Все пациенты получали химиотерапию по схеме: цисплатин в дозе 75 мг/м2 в 500 мл изотонического раствора натрия хлорида внутривенно капельно в 1-й день на фоне пре- и постгидратации; 5-фторурацил в дозе 750 мг/м2/день внутривенно 100-часовая инфузия.

Антиэметическая терапия — стандартная. Циклы химиотерапии повторяли с интервалом 21 день.

Все пациенты (n=51) были разделены на 2 группы в зависимости от применения гемоиммуностимулирующей терапии как метода профилактики осложнений химиотерапии рака желудка: 1-я группа (с включением в схему лечения препарата глутоксим) — 25 пациентов, 2-я группа (контрольная) — 26 пациентов.

Для снижения гематотоксичности использовали препарат «Глутоксим», зарегистрированный ЗАО «ФАРМА ВАМ». Глутоксим — фармакологический аналог естественного метаболита, биологически активного соединения — окисленного глутатиона, важнейшего клеточного эффектора системы редокс-регуляции клеточных функций. По современной классификации относится к группе продуктов пептидной природы, иммуностимулирующим средствам. Глутоксим сенсибилизирует рецепторы к действию эндогенных биорегуляторов, например, эритропоэтина, КСФ, подавляет активность механизмов множественной лекарственной резистентности, связанной с Р-гликопротеином. Иными словами, глутоксим обладает рядом фармакологических эффектов, востребованных при проведении химиотерапии.

Схема применения глутоксима стандартная: за 1 ч до начала введения химиопрепаратов внутримышечно вводилось 2 мл 3% раствора для инъекций.
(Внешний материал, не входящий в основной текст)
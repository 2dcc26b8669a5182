// Copyright 2019-2025 ChainSafe Systems
// SPDX-License-Identifier: Apache-2.0, MIT

use std::sync::Arc;

use num_bigint::BigInt;

use crate::blocks::Tipset;

/// Returns true if the two tipsets are on the same chain: either equal, or
/// linked by an immediate parent/child relation. When `coalesce_forks` is
/// set, sibling tipsets sharing a parent set are also treated as related.
///
/// The relation is symmetric and reflexive but not transitive; see
/// [`SyncBucketSet::pop_related`] for how that is compensated for.
fn same_chain(a: &Tipset, b: &Tipset, coalesce_forks: bool) -> bool {
    a.key() == b.key()
        || a.key() == b.parents()
        || a.parents() == b.key()
        || (coalesce_forks && a.parents() == b.parents())
}

/// `SyncBucket` defines a bucket of tipsets to sync. All tipsets in a bucket
/// are connected on the same chain.
#[derive(Clone, Debug, Default, PartialEq)]
pub struct SyncBucket {
    tips: Vec<Arc<Tipset>>,
}

impl SyncBucket {
    fn new(tips: Vec<Arc<Tipset>>) -> SyncBucket {
        Self { tips }
    }

    /// Returns the weight of the heaviest tipset in the bucket.
    fn max_weight(&self) -> Option<&BigInt> {
        self.tips.iter().map(|ts| ts.weight()).max()
    }

    /// Returns the tipset with the max weight. Ties are broken in favour of
    /// the tipset that was seen first.
    pub fn heaviest_tipset(&self) -> Option<Arc<Tipset>> {
        let mut heaviest: Option<&Arc<Tipset>> = None;
        for ts in &self.tips {
            if heaviest.map_or(true, |h| ts.weight() > h.weight()) {
                heaviest = Some(ts);
            }
        }
        heaviest.cloned()
    }

    /// Returns true if the tipset is related to any tipset in the bucket.
    pub fn is_same_chain_as(&self, ts: &Tipset, coalesce_forks: bool) -> bool {
        self.tips.iter().any(|t| same_chain(ts, t, coalesce_forks))
    }

    /// Adds a tipset to the bucket. Adding a tipset that is already a member
    /// is a no-op.
    pub fn add(&mut self, ts: Arc<Tipset>) {
        if !self.tips.iter().any(|t| *t == ts) {
            self.tips.push(ts);
        }
    }

    #[cfg(test)]
    fn len(&self) -> usize {
        self.tips.len()
    }
}

/// Set of tipset buckets. This keeps track of all individual groupings of
/// tipsets queued for syncing, so that extensions of a pending chain coalesce
/// into the same bucket while unrelated forks remain distinguishable.
#[derive(Clone, Debug, Default)]
pub(crate) struct SyncBucketSet {
    buckets: Vec<SyncBucket>,
    coalesce_forks: bool,
}

impl SyncBucketSet {
    pub(crate) fn new(coalesce_forks: bool) -> Self {
        Self {
            buckets: Vec::new(),
            coalesce_forks,
        }
    }

    /// Inserts a tipset into the first bucket it is connected to, or into a
    /// new bucket if it is not related to any.
    pub(crate) fn insert(&mut self, tipset: Arc<Tipset>) {
        let coalesce_forks = self.coalesce_forks;
        if let Some(b) = self
            .buckets
            .iter_mut()
            .find(|b| b.is_same_chain_as(&tipset, coalesce_forks))
        {
            b.add(tipset);
        } else {
            self.buckets.push(SyncBucket::new(vec![tipset]))
        }
    }

    /// Removes and returns the bucket holding the heaviest weighted tipset.
    pub(crate) fn pop(&mut self) -> Option<SyncBucket> {
        let (i, _) = self
            .buckets
            .iter()
            .enumerate()
            .map(|(i, b)| (i, b.max_weight()))
            .max_by(|(_, w1), (_, w2)| w1.cmp(w2))?;
        // we can't use `max_by_key` here because the weight is a reference,
        // see https://github.com/rust-lang/rust/issues/34162

        Some(self.buckets.swap_remove(i))
    }

    /// Removes every bucket related to the given tipset and returns their
    /// contents merged into a single bucket, or `None` if no bucket matched.
    ///
    /// The chain relation is not transitive, so tipsets of the same chain can
    /// end up in separate buckets depending on arrival order. Gathering all
    /// matching buckets here keeps such stragglers from being stranded.
    pub(crate) fn pop_related(&mut self, tipset: &Tipset) -> Option<SyncBucket> {
        let coalesce_forks = self.coalesce_forks;
        let (related, kept): (Vec<_>, Vec<_>) = std::mem::take(&mut self.buckets)
            .into_iter()
            .partition(|b| b.is_same_chain_as(tipset, coalesce_forks));
        self.buckets = kept;

        if related.is_empty() {
            return None;
        }
        let tips = related.into_iter().flat_map(|b| b.tips).collect();
        Some(SyncBucket::new(tips))
    }

    /// Returns true if the tipset is related to any tipset in the bucket set.
    pub(crate) fn related_to_any(&self, ts: &Tipset) -> bool {
        self.buckets
            .iter()
            .any(|b| b.is_same_chain_as(ts, self.coalesce_forks))
    }

    /// Heaviest tipset among all the buckets.
    pub(crate) fn heaviest(&self) -> Option<Arc<Tipset>> {
        self.buckets
            .iter()
            .filter_map(|b| b.heaviest_tipset())
            .max_by(|a, b| a.weight().cmp(b.weight()))
    }

    /// Returns a reference to the underlying buckets.
    pub(crate) fn buckets(&self) -> &[SyncBucket] {
        &self.buckets
    }
}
Дальнейшие введения препарата осуществлялись на 2-й день химиотерапии и далее через день до начала следующего цикла химиотерапии.
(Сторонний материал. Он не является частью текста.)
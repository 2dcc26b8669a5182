// Copyright 2019-2025 ChainSafe Systems
// SPDX-License-Identifier: Apache-2.0, MIT

//! Block header and tipset value types consumed by the chain sync manager.

mod header;
mod tipset;

pub use self::header::{BlockHeader, BlockHeaderBuilder};
pub use self::tipset::{Tipset, TipsetKey};

use thiserror::Error;

/// The height of a tipset within the chain, in epochs since genesis.
pub type ChainEpoch = i64;

/// Errors raised while constructing a [`Tipset`].
#[derive(Debug, Error, PartialEq, Eq)]
pub enum CreateTipsetError {
    /// The given tipset has no blocks.
    #[error("No blocks for tipset")]
    NoBlocks,
    /// Tipset contains invalid data, as described by the string parameter.
    #[error("Invalid tipset: {0}")]
    InvalidTipset(String),
}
Оценка гематологической токсичности проводилась в соответствии с критериями ВОЗ в версии CTC-NCIC от 2002 г. Клинический анализ периферической крови у пациентов в каждой группе проводился в 1, 8, 15 и 22-й дни каждого цикла химиотерапии.
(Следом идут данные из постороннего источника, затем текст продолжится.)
//! Platform entity
//!
//! Platforms come in three kinds, modeled as a sum type with per-kind
//! transient state. The `counted` flag is the one-shot scoring marker: it is
//! set the first frame the player's bottom rises above the platform top and
//! is never cleared again.

use rand::Rng;

use super::geom::Rect;

pub const PLATFORM_W: f32 = 80.0;
pub const PLATFORM_H: f32 = 20.0;

/// Frames an activated Disappearing platform survives (2 s at 90 FPS)
pub const DECAY_FRAMES: u64 = 180;

/// Frames of spring compression animation
pub const SPRING_FRAMES: u8 = 10;

/// Per-kind payload. Disappearing carries its activation frame stamp,
/// Spring its compression countdown (visual only).
#[derive(Debug, Clone, Copy, PartialEq)]
pub enum PlatformKind {
    Normal,
    Disappearing { activated_at: Option<u64> },
    Spring { compress_frames: u8 },
}

#[derive(Debug, Clone)]
pub struct Platform {
    pub rect: Rect,
    pub kind: PlatformKind,
    /// One-shot scoring marker, monotonic
    pub counted: bool,
}

impl Platform {
    pub fn new(x: f32, y: f32, kind: PlatformKind) -> Self {
        Self {
            rect: Rect::new(x, y, PLATFORM_W, PLATFORM_H),
            kind,
            counted: false,
        }
    }

    /// Draw a kind from the fixed categorical distribution
    /// {Normal 0.7, Disappearing 0.2, Spring 0.1}.
    pub fn random(x: f32, y: f32, rng: &mut impl Rng) -> Self {
        let roll: f32 = rng.gen();
        let kind = if roll < 0.7 {
            PlatformKind::Normal
        } else if roll < 0.9 {
            PlatformKind::Disappearing { activated_at: None }
        } else {
            PlatformKind::Spring { compress_frames: 0 }
        };
        Self::new(x, y, kind)
    }

    pub fn is_normal(&self) -> bool {
        matches!(self.kind, PlatformKind::Normal)
    }

    /// Stamp the decay start on first landing. Later contacts are ignored;
    /// the platform never re-activates.
    pub fn activate(&mut self, frame: u64) {
        if let PlatformKind::Disappearing { activated_at } = &mut self.kind {
            if activated_at.is_none() {
                *activated_at = Some(frame);
            }
        }
    }

    /// Has the fixed decay window elapsed since activation?
    pub fn decay_elapsed(&self, frame: u64) -> bool {
        match self.kind {
            PlatformKind::Disappearing {
                activated_at: Some(at),
            } => frame.saturating_sub(at) >= DECAY_FRAMES,
            _ => false,
        }
    }

    /// Remaining decay as 0.0..=1.0 for translucency rendering
    pub fn decay_remaining(&self, frame: u64) -> f32 {
        match self.kind {
            PlatformKind::Disappearing {
                activated_at: Some(at),
            } => 1.0 - (frame.saturating_sub(at) as f32 / DECAY_FRAMES as f32).min(1.0),
            _ => 1.0,
        }
    }

    /// Start the spring compression animation
    pub fn compress(&mut self) {
        if let PlatformKind::Spring { compress_frames } = &mut self.kind {
            *compress_frames = SPRING_FRAMES;
        }
    }

    /// Tick the spring animation countdown
    pub fn tick_animation(&mut self) {
        if let PlatformKind::Spring { compress_frames } = &mut self.kind {
            *compress_frames = compress_frames.saturating_sub(1);
        }
    }
}

#[cfg(test)]
mod tests {
    use super::*;
    use rand::rngs::StdRng;
    use rand::SeedableRng;

    #[test]
    fn test_activation_is_one_shot() {
        let mut p = Platform::new(0.0, 0.0, PlatformKind::Disappearing { activated_at: None });
        p.activate(100);
        p.activate(150); // second landing must not restart the window
        assert_eq!(
            p.kind,
            PlatformKind::Disappearing {
                activated_at: Some(100)
            }
        );
    }

    #[test]
    fn test_decay_window_is_exact() {
        let mut p = Platform::new(0.0, 0.0, PlatformKind::Disappearing { activated_at: None });
        p.activate(40);
        assert!(!p.decay_elapsed(40 + DECAY_FRAMES - 1));
        assert!(p.decay_elapsed(40 + DECAY_FRAMES));
    }

    #[test]
    fn test_decay_ignores_further_contact() {
        let mut p = Platform::new(0.0, 0.0, PlatformKind::Disappearing { activated_at: None });
        p.activate(10);
        for frame in 11..10 + DECAY_FRAMES {
            p.activate(frame);
        }
        assert!(p.decay_elapsed(10 + DECAY_FRAMES));
    }

    #[test]
    fn test_spring_countdown() {
        let mut p = Platform::new(0.0, 0.0, PlatformKind::Spring { compress_frames: 0 });
        p.compress();
        for _ in 0..SPRING_FRAMES {
            p.tick_animation();
        }
        assert_eq!(p.kind, PlatformKind::Spring { compress_frames: 0 });
    }

    #[test]
    fn test_random_distribution_sanity() {
        let mut rng = StdRng::seed_from_u64(7);
        let mut normal = 0;
        let mut disappearing = 0;
        let mut spring = 0;
        for _ in 0..2000 {
            match Platform::random(0.0, 0.0, &mut rng).kind {
                PlatformKind::Normal => normal += 1,
                PlatformKind::Disappearing { .. } => disappearing += 1,
                PlatformKind::Spring { .. } => spring += 1,
            }
        }
        assert!((1200..1600).contains(&normal));
        assert!((250..550).contains(&disappearing));
        assert!((100..300).contains(&spring));
    }
}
Характеристика пациентов, включенных в исследование, представлена в таблице.

В 1-й группе (с глутоксимом) за все время лечения 25 пациентов получили 95 циклов химиотерапии (в среднем 3,8 цикла на пациента), гематологическая токсичность была оценена по результатам 72 циклов. Во 2-й группе (контрольной) 26 пациентов получили 81 цикл химиотерапии (в среднем 3,1 цикла на пациента), оценены 56.

Сводные данные по всем больным показали статистически достоверные различия между показателями нейтропении, лейкопении, тромбоцитопении в группах сравнения (рисунок).

При токсичности 2—4-й степени цикл химиотерапии откладывался до нормализации показателей. Случаев фебрильной нейтропении в обеих группах зарегистрировано не было, КСФ не применялись. Редукций доз цитостатиков не было. Побочные эффекты у пациентов исследуемой группы зарегистрированы не были.

1. Применение глутоксима у пациентов местно-распространенным раком желудка, получавших химиотерапевтическое лечение с включением в схему цисплатина и 5-фторурацила, вызывает уменьшение частоты глубокой нейтропении в 1,8 раза и тромбоцитопении в 1,6 раза по сравнению с контрольной группой.

2. Способность глутоксима опосредованно влиять на гемопоэз позволяет рассматривать его в качестве перспективного средства профилактики и лечения различных вариантов цитопении, так как он не нарушает физиологических механизмов стимуляции кроветворения и сокращает расход дорогостоящей сопроводительной терапии, позволяя оставить в качестве препаратов резерва лекарственные формы эритропоэтина, КСФ, тромбопоэтина.